Taunk explained to Jakas how targeted proton radiation could be useful in her case. Proton therapy delivers a beam of proton particles that targets the tumor and minimizes the exposure of nearby organs to unintended lower-dose radiation. It’s typically used as the primary therapy for an initial diagnosis — not as frequently for recurrences of gynecologic cancer — but he believed it could work as a noninvasive treatment to maximize her quality of life goals and treat her recurrence.
He gave her his email address, and Jakas, who retired from GlaxoSmithKline's discovery department in 2001, followed up with some more questions until she had the information she needed to begin treatment.
Three weeks of daily proton radiation killed Jakas’ tumor without any noticeable side effects, an outcome Taunk never promises patients. Her particular cancer expressed the estrogen receptor — that is, it relied on estrogen to develop and grow — so she continues to take an oral estrogen blocker that has prevented her tumor from recurring or any new cancers from growing.
“I am eternally grateful to Dr. Taunk and his competent team for saving my life,” Jakas said.
A Grateful Patient Pays It Forward
In appreciation for his team, Jakas established a fund to empower Taunk’s research into how treatment can be improved for uterine cancers like the one she experienced. Her support will allow Taunk to pursue clinical research on the use of positron-emission tomography (PET) scans to calculate estrogen-receptor levels in uterine tumors, building on estrogen PET research by Penn’s David A. Mankoff, MD, PhD.
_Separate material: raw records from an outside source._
//! Core of a 360° virtual tour builder.
//!
//! Projects are root panoramas with hotspots nested under each other.
//! Editors place and link hotspots (`editor`), the library validates and
//! persists projects (`state::library`, `storage`), the scene compiler
//! turns the hotspot tree into viewer scenes (`scene`) and visitors walk
//! through them with progressive unlocking (`tour`).

pub mod config;
pub mod editor;
pub mod error;
pub mod logging;
pub mod media;
pub mod notice;
pub mod scene;
pub mod slug;
pub mod state;
pub mod storage;
pub mod tour;

pub use config::Config;
pub use editor::ProjectEditor;
pub use error::{Error, HierarchyError, Result};
pub use notice::{Notice, NoticeLevel};
pub use state::data::{Hotspot, HotspotKind, Project, ProjectMap, Variant};
pub use state::library::{ProjectForm, ProjectLibrary};
pub use storage::Persistence;
pub use tour::TourSession;
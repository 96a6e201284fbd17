/// User-facing messages
///
/// Nothing in the engine is fatal. Failures the user should know about
/// come back as a `Notice` for the UI layer to display.

use std::fmt;

#[derive(Debug, Clone, Copy, PartialEq, Eq)]
pub enum NoticeLevel {
    Success,
    Info,
    Warning,
    Danger,
}

#[derive(Debug, Clone, PartialEq, Eq)]
pub struct Notice {
    pub level: NoticeLevel,
    pub message: String,
}

impl Notice {
    pub fn new(level: NoticeLevel, message: impl Into<String>) -> Self {
        Self {
            level,
            message: message.into(),
        }
    }

    pub fn success(message: impl Into<String>) -> Self {
        Self::new(NoticeLevel::Success, message)
    }

    pub fn info(message: impl Into<String>) -> Self {
        Self::new(NoticeLevel::Info, message)
    }

    pub fn warning(message: impl Into<String>) -> Self {
        Self::new(NoticeLevel::Warning, message)
    }

    pub fn danger(message: impl Into<String>) -> Self {
        Self::new(NoticeLevel::Danger, message)
    }
}

impl fmt::Display for Notice {
    fn fmt(&self, f: &mut fmt::Formatter<'_>) -> fmt::Result {
        f.write_str(&self.message)
    }
}
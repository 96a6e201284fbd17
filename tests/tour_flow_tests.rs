//! End-to-end flow: build a project in the editor, save it, preview it,
//! then walk through it as a visitor.

use image::{DynamicImage, ImageFormat, RgbImage};
use pano_tour::config::ViewerSettings;
use pano_tour::scene::ViewerEvent;
use pano_tour::state::edit::HotspotPatch;
use pano_tour::state::hotspots::DeletePolicy;
use pano_tour::state::progress::{SessionToken, UnlockTracker};
use pano_tour::tour::NavStatus;
use pano_tour::{HotspotKind, Notice, Persistence, ProjectEditor, ProjectLibrary, TourSession};
use std::io::Cursor;

fn jpeg(width: u32, height: u32) -> Vec<u8> {
    let mut bytes = Vec::new();
    DynamicImage::ImageRgb8(RgbImage::from_pixel(width, height, image::Rgb([10, 90, 160])))
        .write_to(&mut Cursor::new(&mut bytes), ImageFormat::Jpeg)
        .unwrap();
    bytes
}

#[tokio::test]
async fn test_build_preview_and_visit() {
    let mut library =
        ProjectLibrary::open(Persistence::in_memory(1 << 22).unwrap(), ViewerSettings::default());
    let mut editor = ProjectEditor::default();

    editor.upload_root_image(jpeg(64, 32)).await.unwrap();
    let lobby = editor.add_hotspot(0.0, 45.0).unwrap();
    let garden = editor.add_hotspot(-5.0, 200.0).unwrap();
    let unused = editor.add_hotspot(0.0, 0.0).unwrap();
    assert!(editor.upload_hotspot_image(&lobby, jpeg(64, 32)).await.unwrap());
    assert!(editor.upload_hotspot_image(&garden, jpeg(64, 32)).await.unwrap());
    editor.change_type(&garden, HotspotKind::Door);
    editor.update_hotspot(&lobby, &HotspotPatch::new().text("Lobby"));
    assert_eq!(editor.remove_hotspot(&unused, DeletePolicy::Orphan), 1);

    editor.enter(&lobby).unwrap();
    let desk = editor.add_hotspot(0.0, 90.0).unwrap();
    editor.update_hotspot(&desk, &HotspotPatch::new().target_image("desk.jpg"));
    editor.back();

    let notice = editor.submit(&mut library, "office", "Office").unwrap();
    assert_eq!(notice, Notice::success("Project created!"));

    let preview = library.preview_project("office").unwrap();
    assert_eq!(preview.scenes.len(), 4);
    let json = preview.to_json().unwrap();
    assert!(json.contains("\"firstScene\":\"main\""));
    assert!(json.contains("hotspot-door"));

    let session = SessionToken::generate();
    let mut tracker = UnlockTracker::new();
    let (mut tour, _config) = TourSession::open(&library, "office", session).unwrap();

    let lobby_scene = format!("scene_{lobby}");
    let garden_scene = format!("scene_{garden}");
    let desk_scene = format!("scene_{desk}");

    assert!(tour.go_to(&garden_scene, &mut tracker).is_err());
    tour.go_to(&lobby_scene, &mut tracker).unwrap();
    tour.handle_event(&ViewerEvent::SceneChange(desk_scene.clone()), &mut tracker);
    assert_eq!(tour.current_scene(), desk_scene);

    let menu = tour.navigation(&tracker);
    let statuses: Vec<_> = menu.iter().map(|e| (e.scene_id.as_str(), e.status)).collect();
    assert_eq!(
        statuses,
        vec![
            ("main", NavStatus::Open),
            (lobby_scene.as_str(), NavStatus::Unlocked),
            (garden_scene.as_str(), NavStatus::NextAvailable),
        ]
    );
    assert_eq!(menu[1].label, "Lobby");

    assert_eq!(tour.go_back(), Some(lobby_scene.as_str()));
    assert_eq!(tour.go_back(), Some("main"));

    // deleting the project makes it unreachable for new visitors
    library.delete("office").unwrap();
    assert!(TourSession::open(&library, "office", SessionToken::generate()).is_err());
}
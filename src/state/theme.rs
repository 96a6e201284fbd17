use crate::error::Result;
use crate::storage::LocalStore;

/// Local store key of the theme preference
pub const THEME_KEY: &str = "theme";

/// Interface colour scheme
///
/// Stored as the bare string `"light"` or `"dark"`.
#[derive(Debug, Clone, Copy, PartialEq, Eq, Default)]
pub enum Theme {
    #[default]
    Light,
    Dark,
}

impl Theme {
    /// Saved preference; anything unrecognised reads as light
    pub fn load(store: &LocalStore) -> Self {
        match store.get(THEME_KEY) {
            Some("dark") => Theme::Dark,
            _ => Theme::Light,
        }
    }

    pub fn save(self, store: &mut LocalStore) -> Result<()> {
        store.set(THEME_KEY, self.as_str())
    }

    /// Flip and persist the preference
    pub fn toggle(store: &mut LocalStore) -> Result<Self> {
        let next = match Self::load(store) {
            Theme::Light => Theme::Dark,
            Theme::Dark => Theme::Light,
        };
        next.save(store)?;
        Ok(next)
    }

    pub fn as_str(self) -> &'static str {
        match self {
            Theme::Light => "light",
            Theme::Dark => "dark",
        }
    }
}
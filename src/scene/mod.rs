/// Scene graph module
///
/// This module derives everything the visitor navigates:
/// - Compiling hotspots into scenes and links (compiler.rs)
/// - Translating scenes into the viewer's configuration (viewer.rs)

pub mod compiler;
pub mod viewer;

pub use compiler::{compile, SceneDescriptor, SceneGraph, SceneLink, MAIN_SCENE};
pub use viewer::{to_viewer_config, PanoramaViewer, ViewerConfig, ViewerEvent};
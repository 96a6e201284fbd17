/// Turn a title into a project name: lowercase ASCII, accents folded,
/// runs of anything else collapsed into single dashes.
pub fn slugify(input: &str) -> String {
    let mut slug = String::with_capacity(input.len());
    let mut pending_dash = false;

    for c in input.chars().flat_map(char::to_lowercase) {
        match fold_accent(c) {
            Some(c) if c.is_ascii_alphanumeric() => {
                if pending_dash && !slug.is_empty() {
                    slug.push('-');
                }
                pending_dash = false;
                slug.push(c);
            }
            // Combining marks vanish like their base letter's accent
            None => {}
            Some(_) => pending_dash = true,
        }
    }

    slug
}

/// ASCII base letter of a Latin accented character. `None` for
/// combining diacritical marks.
fn fold_accent(c: char) -> Option<char> {
    let folded = match c {
        'à' | 'á' | 'â' | 'ã' | 'ä' | 'å' => 'a',
        'ç' => 'c',
        'è' | 'é' | 'ê' | 'ë' => 'e',
        'ì' | 'í' | 'î' | 'ï' => 'i',
        'ñ' => 'n',
        'ò' | 'ó' | 'ô' | 'õ' | 'ö' => 'o',
        'ù' | 'ú' | 'û' | 'ü' => 'u',
        'ý' | 'ÿ' => 'y',
        '\u{0300}'..='\u{036f}' => return None,
        other => other,
    };
    Some(folded)
}

#[cfg(test)]
mod tests {
    use super::*;

    #[test]
    fn test_slugify() {
        assert_eq!(slugify("Projeto Demo"), "projeto-demo");
        assert_eq!(slugify("  Casa de Praia — Suíte #2 "), "casa-de-praia-suite-2");
        assert_eq!(slugify("Ação"), "acao");
        assert_eq!(slugify("Ac\u{0327}a\u{0303}o"), "acao");
        assert_eq!(slugify("---"), "");
        assert_eq!(slugify(""), "");
    }
}
use chrono::{DateTime, Utc};
use tracing::{info, warn};

use super::data::{Hotspot, Project, ProjectMap};
use super::hotspots::HotspotStore;
use crate::config::ViewerSettings;
use crate::error::{Error, HierarchyError, Result};
use crate::notice::Notice;
use crate::scene::{compile, to_viewer_config, SceneGraph, ViewerConfig};
use crate::storage::{LocalStore, Persistence, ProjectStore, SaveOutcome};

/// Everything the editor submits when creating or updating a project.
/// Images are already-compressed data URIs (or URLs).
#[derive(Debug, Clone, Default)]
pub struct ProjectForm {
    pub name: String,
    pub title: String,
    /// Name of the project being edited; `None` when creating
    pub editing: Option<String>,
    /// New root panorama; required when creating
    pub image: Option<String>,
    /// New logo; keeps the existing one when `None`
    pub logo: Option<String>,
    pub hotspots: Vec<Hotspot>,
}

/// One row of the project overview
#[derive(Debug, Clone, PartialEq)]
pub struct ProjectSummary {
    pub name: String,
    pub title: String,
    pub image: String,
    pub created_at: DateTime<Utc>,
    pub hotspot_count: usize,
}

/// The ProjectLibrary manages the project map.
/// It validates edits, keeps projects in memory and writes the whole
/// map through `Persistence` after every change.
#[derive(Debug)]
pub struct ProjectLibrary<P = crate::storage::BlobStore, F = LocalStore> {
    projects: ProjectMap,
    persistence: Persistence<P, F>,
    viewer: ViewerSettings,
}

impl<P: ProjectStore, F: ProjectStore> ProjectLibrary<P, F> {
    /// Load all projects from persistence
    pub fn open(persistence: Persistence<P, F>, viewer: ViewerSettings) -> Self {
        let projects = persistence.load();
        info!(count = projects.len(), "📁 project library ready");

        ProjectLibrary {
            projects,
            persistence,
            viewer,
        }
    }

    pub fn projects(&self) -> &ProjectMap {
        &self.projects
    }

    pub fn get(&self, name: &str) -> Option<&Project> {
        self.projects.get(name)
    }

    pub fn contains(&self, name: &str) -> bool {
        self.projects.contains_key(name)
    }

    pub fn persistence_mut(&mut self) -> &mut Persistence<P, F> {
        &mut self.persistence
    }

    /// Overview of all projects, ordered by name
    pub fn summaries(&self) -> Vec<ProjectSummary> {
        self.projects
            .iter()
            .map(|(name, project)| ProjectSummary {
                name: name.clone(),
                title: project.title.clone(),
                image: project.image.clone(),
                created_at: project.created_at,
                hotspot_count: project.hotspots.len(),
            })
            .collect()
    }

    /// Create or update a project.
    ///
    /// Validation failures abort before anything changes. Once the
    /// project map is updated, a storage failure is reported as a notice
    /// rather than an error: the edit is kept in memory.
    pub fn save_project(&mut self, form: ProjectForm) -> Result<Notice> {
        let name = form.name.trim().to_string();
        let title = form.title.trim().to_string();

        if name.is_empty() {
            return Err(Error::Validation("Enter a project name.".to_string()));
        }
        if title.is_empty() {
            return Err(Error::Validation("Enter a title.".to_string()));
        }

        let existing = match form.editing.as_deref() {
            Some(editing) => Some(
                self.projects
                    .get(editing)
                    .ok_or_else(|| Error::NotFound(format!("project '{}'", editing)))?,
            ),
            None => None,
        };

        if form.editing.as_deref() != Some(name.as_str()) && self.projects.contains_key(&name) {
            return Err(Error::Validation(format!(
                "A project named '{}' already exists.",
                name
            )));
        }

        let image = match (form.image.filter(|i| !i.is_empty()), existing) {
            (Some(image), _) => image,
            (None, Some(project)) => project.image.clone(),
            (None, None) => {
                return Err(Error::Validation("Select a 360° image.".to_string()));
            }
        };

        validate_hotspots(&form.hotspots)?;

        let project = Project {
            title,
            image,
            logo: form.logo.or_else(|| existing.and_then(|p| p.logo.clone())),
            created_at: existing.map_or_else(Utc::now, |p| p.created_at),
            hotspots: form.hotspots,
            password: existing.and_then(|p| p.password.clone()),
        };

        let updating = form.editing.is_some();
        if let Some(old_name) = form.editing.filter(|old| *old != name) {
            self.projects.remove(&old_name);
            info!(from = %old_name, to = %name, "project renamed");
        }

        info!(
            project = %name,
            hotspots = project.hotspots.len(),
            linked = project.linked_count(),
            "saving project"
        );
        self.projects.insert(name, project);

        Ok(self.persist().unwrap_or_else(|| {
            Notice::success(if updating {
                "Project updated!"
            } else {
                "Project created!"
            })
        }))
    }

    /// Delete a project and all of its hotspots
    pub fn delete(&mut self, name: &str) -> Result<Notice> {
        if self.projects.remove(name).is_none() {
            return Err(Error::NotFound(format!("project '{}'", name)));
        }

        info!(project = name, "project deleted");
        Ok(self
            .persist()
            .unwrap_or_else(|| Notice::success("Project deleted.")))
    }

    /// Compile a project's scene graph
    pub fn compile(&self, name: &str) -> Result<SceneGraph> {
        let project = self
            .projects
            .get(name)
            .ok_or_else(|| Error::NotFound(format!("project '{}'", name)))?;

        Ok(compile(&project.image, &project.hotspots))
    }

    /// Viewer configuration for previewing a project
    pub fn preview_project(&self, name: &str) -> Result<ViewerConfig> {
        let graph = self.compile(name)?;
        Ok(to_viewer_config(&graph, &self.viewer))
    }

    pub fn viewer_settings(&self) -> &ViewerSettings {
        &self.viewer
    }

    /// Write the project map. Returns a notice only when nothing could be
    /// saved at all.
    fn persist(&mut self) -> Option<Notice> {
        match self.persistence.save(&self.projects) {
            Ok(SaveOutcome::Primary) => None,
            Ok(SaveOutcome::Fallback) => {
                warn!("projects only saved to the local store");
                None
            }
            Err(e) => {
                warn!(error = %e, "projects could not be saved");
                Some(Notice::danger("Error saving project."))
            }
        }
    }
}

/// Duplicate ids and cycles are rejected; orphans left by hotspot
/// removal are allowed.
fn validate_hotspots(hotspots: &[Hotspot]) -> Result<()> {
    let store = HotspotStore::from_vec(hotspots.to_vec());

    match store
        .validate()
        .into_iter()
        .find(|e| !matches!(e, HierarchyError::UnknownParent(_)))
    {
        Some(problem) => Err(Error::Validation(problem.to_string())),
        None => Ok(()),
    }
}

#[cfg(test)]
mod tests {
    use super::*;
    use crate::storage::BlobStore;

    fn library() -> ProjectLibrary<BlobStore, LocalStore> {
        ProjectLibrary::open(Persistence::in_memory(1 << 20).unwrap(), ViewerSettings::default())
    }

    fn form(name: &str) -> ProjectForm {
        ProjectForm {
            name: name.to_string(),
            title: "Beach House".to_string(),
            image: Some("root.jpg".to_string()),
            ..ProjectForm::default()
        }
    }

    #[test]
    fn test_starts_with_demo_project() {
        let library = library();
        assert!(library.contains("demo-project"));
        assert_eq!(library.summaries()[0].hotspot_count, 0);
    }

    #[test]
    fn test_create_requires_name_title_and_image() {
        let mut library = library();

        let mut missing_image = form("beach");
        missing_image.image = None;

        for bad in [form("  "), ProjectForm { title: String::new(), ..form("beach") }, missing_image] {
            let err = library.save_project(bad).unwrap_err();
            assert!(matches!(err, Error::Validation(_)));
        }
        assert!(!library.contains("beach"));
    }

    #[test]
    fn test_edit_keeps_image_logo_and_created_at() {
        let mut library = library();
        let mut create = form("beach");
        create.logo = Some("logo.jpg".to_string());
        library.save_project(create).unwrap();
        let created_at = library.get("beach").unwrap().created_at;

        let notice = library
            .save_project(ProjectForm {
                name: "beach-house".to_string(),
                title: "Beach House II".to_string(),
                editing: Some("beach".to_string()),
                ..ProjectForm::default()
            })
            .unwrap();

        assert_eq!(notice, Notice::success("Project updated!"));
        assert!(!library.contains("beach"));
        let project = library.get("beach-house").unwrap();
        assert_eq!(project.title, "Beach House II");
        assert_eq!(project.image, "root.jpg");
        assert_eq!(project.logo.as_deref(), Some("logo.jpg"));
        assert_eq!(project.created_at, created_at);
    }

    #[test]
    fn test_name_must_be_unique() {
        let mut library = library();
        library.save_project(form("beach")).unwrap();

        let err = library.save_project(form("beach")).unwrap_err();

        assert!(matches!(err, Error::Validation(_)));
    }

    #[test]
    fn test_rejects_cyclic_hotspots() {
        let mut library = library();
        let mut store = HotspotStore::new();
        let a = store.add(0.0, 0.0, None).unwrap().id.clone();
        let b = store.add(0.0, 0.0, Some(a.as_str())).unwrap().id.clone();
        let mut hotspots = store.into_vec();
        hotspots[0].parent_id = Some(b);

        let err = library
            .save_project(ProjectForm { hotspots, ..form("loop") })
            .unwrap_err();

        assert!(matches!(err, Error::Validation(_)));
    }

    #[test]
    fn test_deleted_project_cannot_be_previewed() {
        let mut library = library();
        library.save_project(form("demo")).unwrap();
        assert!(library.preview_project("demo").is_ok());

        library.delete("demo").unwrap();

        assert!(!library.contains("demo"));
        assert!(matches!(library.preview_project("demo"), Err(Error::NotFound(_))));
        assert!(matches!(library.delete("demo"), Err(Error::NotFound(_))));
    }
}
Having such a diagnostic tool would help clinicians predict which patients are most likely to respond to the estrogen blockers like the ones Jakas now takes, Taunk said. Using estrogen PET is well established for breast cancer, but uterine cancers are less well seen or understood at this level.
“Using anti-estrogen medication is a common regimen in patients with recurrent or metastatic uterine cancer, but there's going to be a proportion of patients that will never benefit from it,” he said. “We don't want to expose patients to a futile therapy, nor delay them from getting to a more appropriate therapy.”
Taunk is excited about this work — and about his relationship with Jakas growing through her role as a philanthropist, and not just as a patient — because of all that it represents at the forefront of advanced care for the specific needs of any patient’s gynecologic cancer.
“We can do the standard things in a very high quality, but we also have the interest, innovation, and skill to do the outside-of-the-box things really well at Penn Medicine,” Taunk said. “We have proton therapy; we can use new PET tracers to image cancers in an innovative way; and there are meaningful research contributions that philanthropy can execute. If this study, and those that will follow, works as we expect it to ... it can absolutely change the way women with metastatic and recurrent uterine cancer are treated.”
For her part, Jakas feels “very honored to be part of this important research.”
These days, their conversations are much less formal than that first meeting in 2017. In their most recent conversation, Jakas recalled, they discussed both her 2022 trip to Switzerland and the need (or not) for further appointments. By this point, Taunk and Jakas have built a comfortable rapport over e-mail, telemedicine, and phone calls, strengthened by their mutual intellectual curiosity about science and the world.
“She's constantly learning. She does her own research and will say, ‘What do you think about this?’ or ‘I found this study saying that this might be a possible treatment for women in the future. What do you think?’” Taunk said. “It's a really fun type of patient to work with, when they come to you with this kind of curiosity and then you get to talk about it together. I’ve really enjoyed our relationship.”